# [WHAT IS EXPECTED]
Print each record exactly, with no word added or removed.

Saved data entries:
§ §
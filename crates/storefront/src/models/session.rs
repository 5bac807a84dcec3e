//! Session-stored state.
//!
//! The cart is the only thing the storefront keeps per visitor. It is a
//! [`CartLedger`] serialized under [`keys::CART`].
//!
//! Requests on one session are not serialized. Each request loads its own
//! copy of the cart and the last write wins, so overlapping cart mutations
//! can drop one of the updates.

use tower_sessions::Session;
use vitrina_core::cart::CartLedger;

/// Session keys.
pub mod keys {
    /// Key for the visitor's cart ledger.
    pub const CART: &str = "cart";
}

/// Load the cart from the session, or an empty one for a new visitor.
///
/// # Errors
///
/// Returns the session store error if the session cannot be read.
pub async fn load_cart(session: &Session) -> Result<CartLedger, tower_sessions::session::Error> {
    Ok(session
        .get::<CartLedger>(keys::CART)
        .await?
        .unwrap_or_default())
}

/// Store the cart in the session.
///
/// # Errors
///
/// Returns the session store error if the session cannot be written.
pub async fn save_cart(
    session: &Session,
    cart: &CartLedger,
) -> Result<(), tower_sessions::session::Error> {
    session.insert(keys::CART, cart).await
}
§ §
# [RESPONSE TO THE EXERCISE]
filename crates/storefront/src/models/session.rs
repository 5bac807a84dcec3e
//! Session-stored state.
//!
//! The cart is the only thing the storefront keeps per visitor. It is a
//! [`CartLedger`] serialized under [`keys::CART`].
//!
//! Requests on one session are not serialized. Each request loads its own
//! copy of the cart and the last write wins, so overlapping cart mutations
//! can drop one of the updates.

use tower_sessions::Session;
use vitrina_core::cart::CartLedger;

/// Session keys.
pub mod keys {
    /// Key for the visitor's cart ledger.
    pub const CART: &str = "cart";
}

/// Load the cart from the session, or an empty one for a new visitor.
///
/// # Errors
///
/// Returns the session store error if the session cannot be read.
pub async fn load_cart(session: &Session) -> Result<CartLedger, tower_sessions::session::Error> {
    Ok(session
        .get::<CartLedger>(keys::CART)
        .await?
        .unwrap_or_default())
}

/// Store the cart in the session.
///
/// # Errors
///
/// Returns the session store error if the session cannot be written.
pub async fn save_cart(
    session: &Session,
    cart: &CartLedger,
) -> Result<(), tower_sessions::session::Error> {
    session.insert(keys::CART, cart).await
}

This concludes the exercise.